Give by IV infusion over 4hrs. 20mg/kg every 2 weeks. Initial infusion rate: max 1mg/kg/hr; may increase by 2mg/kg/hr every 30mins, if tolerated, to max 7mg/kg/hr.
Risk of anaphylaxis, severe allergic, and immune-mediated reactions. Risk of cardiorespiratory failure.
Risk of anaphylaxis or severe allergic reactions; discontinue immediately if develop. Have appropriate medical support available and during rechallenge. Monitor for systemic immune-mediated reactions; consider discontinuing and treat if occur. Obtain urinalysis periodically. Acute underlying respiratory illness, compromised cardiac function, sepsis: risk of acute cardiorespiratory failure. Cardiac hypertrophy (increased risk of cardiac arrhythmia when given general anesthesia for central venous catheter placement). Infants with cardiac dysfunction may require prolonged observation times. Risk of antibody development. Infantile-onset disease: perform cross-reactive immunologic material (CRIM) assessment early in the disease course. Monitor for IgG antibody formation every 3 months for 2 years, then annually. Perform LFTs prior to initiation; monitor periodically. Pregnancy.

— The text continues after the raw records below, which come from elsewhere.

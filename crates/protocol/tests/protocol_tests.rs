//! Integration tests for input report decoding and the device data model
//!
//! Covers the behaviours the read loop depends on: frame length gating,
//! write-acknowledgement detection and the key layout remap.

use protocol::{
    ACK_KEY, DEFAULT_READ_LENGTH, DeviceError, DeviceIdentity, DeviceMode, ImageFormat,
    MIN_FRAME_LEN, RawDeviceInfo, ReportKind, classify, decode_input_report, map_key, status,
};

fn make_report(key: u8, state: u8) -> Vec<u8> {
    let mut buf = vec![0u8; DEFAULT_READ_LENGTH];
    buf[..3].copy_from_slice(b"ACK");
    buf[5..7].copy_from_slice(b"OK");
    buf[9] = key;
    buf[10] = state;
    buf
}

mod report_decoding {
    use super::*;

    #[test]
    fn test_every_layout_key_is_remapped() {
        let expected = [11u8, 12, 13, 14, 15, 6, 7, 8, 9, 10, 1, 2, 3, 4, 5];
        for (raw, want) in (1..=15u8).zip(expected) {
            let report = decode_input_report(&make_report(raw, 1));
            assert_eq!(
                classify(&report),
                ReportKind::Key {
                    key: want,
                    status: 1
                },
                "raw key {}",
                raw
            );
        }
    }

    #[test]
    fn test_unmapped_keys_pass_through() {
        assert_eq!(map_key(16), 16);
        assert_eq!(map_key(99), 99);
        assert_eq!(map_key(254), 254);
    }

    #[test]
    fn test_minimum_frame_is_accepted() {
        let mut buf = make_report(7, 0);
        buf.truncate(MIN_FRAME_LEN);
        // Byte 10 is gone, so the state decodes as released
        let report = decode_input_report(&buf);
        assert_eq!(classify(&report), ReportKind::Key { key: 7, status: 0 });
    }

    #[test]
    fn test_empty_frame_is_short() {
        let report = decode_input_report(&[]);
        assert_eq!(classify(&report), ReportKind::Short);
        assert!(report.ack_response.is_empty());
    }

    #[test]
    fn test_sentinel_never_becomes_key_event() {
        for state in 0..=u8::MAX {
            let report = decode_input_report(&make_report(ACK_KEY, state));
            assert_eq!(classify(&report), ReportKind::WriteAck);
        }
    }

    #[test]
    fn test_markers_stop_at_nul() {
        let mut buf = make_report(1, 1);
        buf[0..4].copy_from_slice(b"AC\0K");
        let report = decode_input_report(&buf);
        assert_eq!(report.ack_response, "AC");
        assert_eq!(report.ok_response, "OK");
    }
}

mod data_model {
    use super::*;

    #[test]
    fn test_identity_family_key() {
        let id = DeviceIdentity::new(0x5500, 0x1001, "A");
        assert_eq!(id.family_key(), (0x5500, 0x1001));
    }

    #[test]
    fn test_listing_filter_by_usage_page() {
        let id = DeviceIdentity::new(0x6603, 0x1002, "/dev/hidraw0");
        let keyboard = RawDeviceInfo::new(id.clone(), Some(0x0001));
        let vendor = RawDeviceInfo::new(id, Some(0xFFA0));
        assert!(!keyboard.is_vendor_interface());
        assert!(vendor.is_vendor_interface());
    }

    #[test]
    fn test_mode_serde_names() {
        let mode: DeviceMode = parse_mode("bootloader");
        assert_eq!(mode, DeviceMode::Bootloader);
    }

    #[test]
    fn test_error_code_matches_status_table() {
        assert_eq!(
            DeviceError::NotSupported("set_key_img".into()).code(),
            status::NOT_SUPPORTED
        );
        assert_eq!(DeviceError::NotOpen("/dev/x".into()).code(), status::NOT_CONNECTED);
    }

    #[test]
    fn test_touchscreen_format() {
        let format = ImageFormat::jpeg((320, 240), 90);
        assert_eq!(format.format, "JPEG");
        assert_eq!(format.size, (320, 240));
        assert_eq!(format.flip, (false, false));
    }

    fn parse_mode(name: &str) -> DeviceMode {
        use serde::Deserialize;
        use serde::de::IntoDeserializer;
        use serde::de::value::{Error, StrDeserializer};

        let de: StrDeserializer<'_, Error> = name.into_deserializer();
        DeviceMode::deserialize(de).expect("known mode name")
    }
}
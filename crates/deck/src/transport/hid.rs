//! hidapi-backed transport
//!
//! Every blocking hidapi call runs on the tokio blocking pool. One `HidApi`
//! context is kept for the transport's lifetime and its device list is
//! refreshed before each scan. Open devices are kept per path, each behind
//! its own mutex, so I/O against different decks never contends.

use super::DeviceTransport;
use async_trait::async_trait;
use hidapi::{DeviceInfo, HidApi, HidDevice};
use parking_lot::Mutex;
use protocol::{
    DEFAULT_READ_LENGTH, DeviceError, DeviceIdentity, DeviceMode, RawDeviceInfo, ReadResult,
    Result, decode_input_report,
};
use std::collections::HashMap;
use std::ffi::{CStr, CString};
use std::path::Path;
use std::sync::Arc;
use tracing::debug;

/// Upper bound for one blocking read
const READ_TIMEOUT_MS: i32 = 100;

type SharedDevice = Arc<Mutex<HidDevice>>;

/// Transport over the platform HID stack
pub struct HidTransport {
    api: Arc<Mutex<HidApi>>,
    devices: Mutex<HashMap<String, SharedDevice>>,
}

impl HidTransport {
    /// Initialise the HID context
    pub fn new() -> Result<Self> {
        let api = HidApi::new().map_err(|e| DeviceError::Connection(e.to_string()))?;
        Ok(Self {
            api: Arc::new(Mutex::new(api)),
            devices: Mutex::new(HashMap::new()),
        })
    }

    fn device(&self, path: &str) -> Result<SharedDevice> {
        self.devices
            .lock()
            .get(path)
            .cloned()
            .ok_or_else(|| DeviceError::NotOpen(path.to_string()))
    }

    async fn with_device<T, F>(&self, path: &str, op: F) -> Result<T>
    where
        T: Send + 'static,
        F: FnOnce(&HidDevice) -> Result<T> + Send + 'static,
    {
        let device = self.device(path)?;
        blocking(move || op(&device.lock())).await
    }

    /// Refresh the device list and collect what `op` extracts from it
    async fn scan<T, F>(&self, op: F) -> Result<Vec<T>>
    where
        T: Send + 'static,
        F: Fn(&DeviceInfo) -> Option<T> + Send + 'static,
    {
        let api = self.api.clone();
        blocking(move || {
            let mut api = api.lock();
            api.refresh_devices().map_err(io_error)?;
            Ok(api.device_list().filter_map(op).collect())
        })
        .await
    }

    fn unsupported(operation: &str) -> Result<i32> {
        Err(DeviceError::NotSupported(operation.to_string()))
    }
}

async fn blocking<T, F>(op: F) -> Result<T>
where
    T: Send + 'static,
    F: FnOnce() -> Result<T> + Send + 'static,
{
    tokio::task::spawn_blocking(op)
        .await
        .map_err(|e| DeviceError::failed(format!("HID task failed: {}", e)))?
}

fn io_error(e: hidapi::HidError) -> DeviceError {
    DeviceError::failed(e.to_string())
}

fn identity_of(info: &DeviceInfo) -> Option<DeviceIdentity> {
    identity_from(info.vendor_id(), info.product_id(), info.path())
}

/// Identity for a listed interface; `None` for paths that are not UTF-8,
/// since those could not be reopened from the stored string
fn identity_from(vendor_id: u16, product_id: u16, path: &CStr) -> Option<DeviceIdentity> {
    match path.to_str() {
        Ok(path) => Some(DeviceIdentity::new(vendor_id, product_id, path)),
        Err(_) => {
            debug!(
                "Skipping {:04x}:{:04x} with non UTF-8 path {:?}",
                vendor_id, product_id, path
            );
            None
        }
    }
}

#[async_trait]
impl DeviceTransport for HidTransport {
    async fn list_devices(&self) -> Result<Vec<RawDeviceInfo>> {
        self.scan(|info| {
            identity_of(info).map(|id| RawDeviceInfo::new(id, Some(info.usage_page())))
        })
        .await
    }

    async fn enumerate(&self, vendor_id: u16, product_id: u16) -> Result<Vec<DeviceIdentity>> {
        let found = self
            .scan(move |info| {
                (info.vendor_id() == vendor_id && info.product_id() == product_id)
                    .then(|| identity_of(info))
                    .flatten()
            })
            .await?;
        debug!(
            "Enumerated {} interfaces for {:04x}:{:04x}",
            found.len(),
            vendor_id,
            product_id
        );
        Ok(found)
    }

    async fn open(&self, path: &str) -> Result<()> {
        if self.devices.lock().contains_key(path) {
            return Ok(());
        }

        let c_path =
            CString::new(path).map_err(|_| DeviceError::NotFound(format!("invalid path {}", path)))?;
        let api = self.api.clone();
        let device = blocking(move || {
            api.lock()
                .open_path(&c_path)
                .map_err(|e| DeviceError::Connection(e.to_string()))
        })
        .await?;

        self.devices
            .lock()
            .entry(path.to_string())
            .or_insert_with(|| Arc::new(Mutex::new(device)));
        debug!("Opened HID device {}", path);
        Ok(())
    }

    async fn close(&self, path: &str) -> Result<()> {
        // Dropping the last reference closes the hidapi handle
        match self.devices.lock().remove(path) {
            Some(_) => {
                debug!("Closed HID device {}", path);
                Ok(())
            }
            None => Err(DeviceError::NotOpen(path.to_string())),
        }
    }

    async fn read(&self, path: &str, length: Option<usize>) -> Result<ReadResult> {
        let length = length.unwrap_or(DEFAULT_READ_LENGTH);
        self.with_device(path, move |device| {
            let mut buf = vec![0u8; length];
            let n = device
                .read_timeout(&mut buf, READ_TIMEOUT_MS)
                .map_err(io_error)?;
            Ok(decode_input_report(&buf[..n]))
        })
        .await
    }

    async fn write(&self, path: &str, data: &[u8], length: usize) -> Result<usize> {
        let payload = data[..length.min(data.len())].to_vec();
        self.with_device(path, move |device| device.write(&payload).map_err(io_error))
            .await
    }

    async fn set_brightness(&self, _path: &str, _percent: u8) -> Result<i32> {
        Self::unsupported("set_brightness")
    }

    async fn wake_screen(&self, _path: &str) -> Result<i32> {
        Self::unsupported("wake_screen")
    }

    async fn refresh(&self, _path: &str) -> Result<i32> {
        Self::unsupported("refresh")
    }

    async fn switch_mode(&self, _path: &str, _mode: DeviceMode) -> Result<i32> {
        Self::unsupported("switch_mode")
    }

    async fn set_background_img(&self, _path: &str, _data: &[u8], _size: usize) -> Result<i32> {
        Self::unsupported("set_background_img")
    }

    async fn set_background_img_dual_device(&self, _path: &str, _image: &Path) -> Result<i32> {
        Self::unsupported("set_background_img_dual_device")
    }

    async fn set_key_img(&self, _path: &str, _image: &Path, _key: u8) -> Result<i32> {
        Self::unsupported("set_key_img")
    }

    async fn set_key_img_dual_device(&self, _path: &str, _image: &Path, _key: u8) -> Result<i32> {
        Self::unsupported("set_key_img_dual_device")
    }

    async fn set_key_img_data_dual_device(
        &self,
        _path: &str,
        _image: &Path,
        _key: u8,
    ) -> Result<i32> {
        Self::unsupported("set_key_img_data_dual_device")
    }

    async fn key_clear(&self, _path: &str, _index: u8) -> Result<i32> {
        Self::unsupported("key_clear")
    }

    async fn key_all_clear(&self, _path: &str) -> Result<i32> {
        Self::unsupported("key_all_clear")
    }

    async fn get_input_report(&self, path: &str, length: usize) -> Result<Vec<u8>> {
        self.with_device(path, move |device| {
            let mut buf = vec![0u8; length];
            let n = device.get_input_report(&mut buf).map_err(io_error)?;
            buf.truncate(n);
            Ok(buf)
        })
        .await
    }

    async fn disconnected(&self, _path: &str) -> Result<i32> {
        Self::unsupported("disconnected")
    }
}
//! Hotplug reconciliation
//!
//! The OS gives us no hotplug callback for these decks, so the monitor polls.
//! Every tick runs an attach pass over the full HID listing and then a detach
//! pass that re-enumerates each tracked (vendor, product) family. Registry
//! changes and their notifications happen under the event hub lock, so a new
//! subscriber sees every device exactly once: either in its seeded backlog or
//! as a later event.

use crate::catalog::DiscoveryCatalog;
use crate::device::DeviceHandle;
use crate::error::{DeckError, Result};
use crate::read_loop::DEFAULT_READ_INTERVAL;
use crate::registry::DeviceRegistry;
use crate::transport::DeviceTransport;
use common::{EventHub, Subscription};
use parking_lot::Mutex;
use std::collections::HashMap;
use std::sync::Arc;
use std::sync::atomic::{AtomicBool, Ordering};
use std::time::Duration;
use tokio::sync::watch;
use tokio::task::JoinHandle;
use tokio::time::MissedTickBehavior;
use tracing::{debug, info, warn};

/// Default reconciliation cadence
pub const DEFAULT_RECONCILE_INTERVAL: Duration = Duration::from_secs(1);

/// Options for [`crate::DeviceManager::listen`]
#[derive(Debug, Clone, PartialEq, Eq)]
pub struct ListenOptions {
    /// Seed every new subscriber with `Added` for already-tracked decks
    pub emit_existing: bool,
    /// Time between reconciliation ticks
    pub reconcile_interval: Duration,
    /// Read loop cadence for handles the monitor creates
    pub read_interval: Duration,
}

impl Default for ListenOptions {
    fn default() -> Self {
        Self {
            emit_existing: false,
            reconcile_interval: DEFAULT_RECONCILE_INTERVAL,
            read_interval: DEFAULT_READ_INTERVAL,
        }
    }
}

/// Hotplug notification
#[derive(Debug, Clone)]
pub enum MonitorEvent {
    Added(DeviceHandle),
    Removed(DeviceHandle),
}

impl MonitorEvent {
    pub fn handle(&self) -> &DeviceHandle {
        match self {
            MonitorEvent::Added(handle) | MonitorEvent::Removed(handle) => handle,
        }
    }

    pub fn is_added(&self) -> bool {
        matches!(self, MonitorEvent::Added(_))
    }
}

struct Shared {
    transport: Arc<dyn DeviceTransport>,
    catalog: Arc<DiscoveryCatalog>,
    registry: Arc<DeviceRegistry>,
    hub: EventHub<MonitorEvent>,
    options: ListenOptions,
    closed: AtomicBool,
    // Periodic and on-demand ticks never interleave
    tick: tokio::sync::Mutex<()>,
}

struct TickTask {
    cancel: watch::Sender<bool>,
    join: JoinHandle<()>,
}

/// Running hotplug monitor
///
/// Dropping the monitor stops the tick; [`close`](Self::close) also releases
/// every tracked deck.
pub struct HotplugMonitor {
    shared: Arc<Shared>,
    task: Mutex<Option<TickTask>>,
}

impl HotplugMonitor {
    /// Run one reconciliation and start ticking
    pub async fn start(
        transport: Arc<dyn DeviceTransport>,
        catalog: Arc<DiscoveryCatalog>,
        registry: Arc<DeviceRegistry>,
        options: ListenOptions,
    ) -> Self {
        let shared = Arc::new(Shared {
            transport,
            catalog,
            registry,
            hub: EventHub::new(),
            options,
            closed: AtomicBool::new(false),
            tick: tokio::sync::Mutex::new(()),
        });

        shared.reconcile().await;

        let (cancel, cancel_rx) = watch::channel(false);
        let join = tokio::spawn(run(shared.clone(), cancel_rx));
        info!(
            "Hotplug monitor started ({} decks, tick {:?})",
            shared.registry.len(),
            shared.options.reconcile_interval
        );

        Self {
            shared,
            task: Mutex::new(Some(TickTask { cancel, join })),
        }
    }

    /// Subscribe to `Added`/`Removed` notifications
    ///
    /// With `emit_existing`, the subscription starts with `Added` for every
    /// deck tracked at this moment.
    pub fn subscribe(&self) -> Subscription<MonitorEvent> {
        let mut hub = self.shared.hub.lock();
        let backlog = if self.shared.options.emit_existing {
            self.shared
                .registry
                .list()
                .into_iter()
                .map(MonitorEvent::Added)
                .collect()
        } else {
            Vec::new()
        };
        hub.subscribe_with(backlog)
    }

    /// Run one reconciliation tick now
    pub async fn reconcile(&self) -> Result<()> {
        if self.is_closed() {
            return Err(DeckError::MonitorClosed);
        }
        self.shared.reconcile().await;
        Ok(())
    }

    /// Snapshot of tracked decks
    pub fn devices(&self) -> Vec<DeviceHandle> {
        self.shared.registry.list()
    }

    pub fn options(&self) -> &ListenOptions {
        &self.shared.options
    }

    pub fn is_closed(&self) -> bool {
        self.shared.closed.load(Ordering::SeqCst)
    }

    /// Stop polling, close every tracked deck and end all subscriptions
    ///
    /// Idempotent.
    pub async fn close(&self) {
        if self.shared.closed.swap(true, Ordering::SeqCst) {
            return;
        }

        let task = self.task.lock().take();
        if let Some(task) = task {
            let _ = task.cancel.send(true);
            let _ = task.join.await;
        }

        // Let an on-demand tick finish before tearing down
        let _tick = self.shared.tick.lock().await;

        let handles = self.shared.registry.drain();
        let count = handles.len();
        for handle in handles {
            handle.close().await;
        }
        self.shared.hub.close();
        info!("Hotplug monitor closed ({} decks released)", count);
    }
}

async fn run(shared: Arc<Shared>, mut cancel: watch::Receiver<bool>) {
    let mut ticker = tokio::time::interval(shared.options.reconcile_interval);
    ticker.set_missed_tick_behavior(MissedTickBehavior::Delay);
    // The first tick completes immediately and `start` already reconciled
    ticker.tick().await;

    loop {
        tokio::select! {
            biased;
            _ = cancel.changed() => break,
            _ = ticker.tick() => {}
        }

        shared.reconcile().await;
    }
    debug!("Hotplug tick stopped");
}

impl Shared {
    fn is_closed(&self) -> bool {
        self.closed.load(Ordering::SeqCst)
    }

    async fn reconcile(&self) {
        let _tick = self.tick.lock().await;
        if self.is_closed() {
            return;
        }

        self.attach_pass().await;
        self.detach_pass().await;
    }

    async fn attach_pass(&self) {
        let listing = match self.transport.list_devices().await {
            Ok(listing) => listing,
            Err(e) => {
                warn!("HID listing failed: {}", e);
                return;
            }
        };

        for info in listing.into_iter().filter(|d| d.is_vendor_interface()) {
            let identity = info.identity;
            let Some(family) = self
                .catalog
                .lookup(identity.vendor_id, identity.product_id)
            else {
                continue;
            };

            if let Some(existing) = self.registry.find_by_path(&identity.path) {
                if !existing.is_closed() {
                    continue;
                }
                // Read loop faulted while the device stayed attached
                debug!("Replacing faulted handle for {}", existing.identity());
                self.evict(&existing);
            }

            let handle = DeviceHandle::with_read_interval(
                identity,
                family,
                self.transport.clone(),
                self.options.read_interval,
            );
            if let Err(e) = handle.open().await {
                warn!("Failed to open {}: {}", handle.identity(), e);
                continue;
            }

            match self.track(handle.clone()) {
                Ok(()) => info!("Deck added: {} ({})", handle.identity(), family),
                Err(DeckError::MonitorClosed) => {
                    handle.close().await;
                    return;
                }
                Err(e) => debug!("Skipping {}: {}", handle.identity(), e),
            }
        }
    }

    async fn detach_pass(&self) {
        let mut present: HashMap<(u16, u16), bool> = HashMap::new();

        for handle in self.registry.list() {
            let key = handle.identity().family_key();
            let still_present = match present.get(&key) {
                Some(found) => *found,
                None => match self.transport.enumerate(key.0, key.1).await {
                    Ok(found) => {
                        present.insert(key, !found.is_empty());
                        !found.is_empty()
                    }
                    Err(e) => {
                        warn!("Enumerate {:04x}:{:04x} failed: {}", key.0, key.1, e);
                        continue;
                    }
                },
            };

            if !still_present {
                handle.close().await;
                if self.evict(&handle) {
                    info!("Deck removed: {}", handle.identity());
                }
            }
        }
    }

    /// Insert and announce under the hub lock
    fn track(&self, handle: DeviceHandle) -> Result<()> {
        let mut hub = self.hub.lock();
        if hub.is_closed() || self.is_closed() {
            return Err(DeckError::MonitorClosed);
        }
        self.registry.insert(handle.clone())?;
        hub.publish(MonitorEvent::Added(handle));
        Ok(())
    }

    /// Remove and announce under the hub lock; false if already gone
    fn evict(&self, handle: &DeviceHandle) -> bool {
        let mut hub = self.hub.lock();
        match self.registry.remove(handle.identity()) {
            Some(removed) => {
                hub.publish(MonitorEvent::Removed(removed));
                true
            }
            None => false,
        }
    }
}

Nursing mothers (consider interrupting breastfeeding, pumping and discarding breast milk during and for 24hrs after therapy).
Recombinant human alpha-glucosidase enzyme.
Pneumonia, respiratory failure/distress, catheter-related infection, respiratory syncytial virus infection, gastroenteritis, fever; infusion reactions (temporarily stop or reduce infusion rate; discontinue if severe).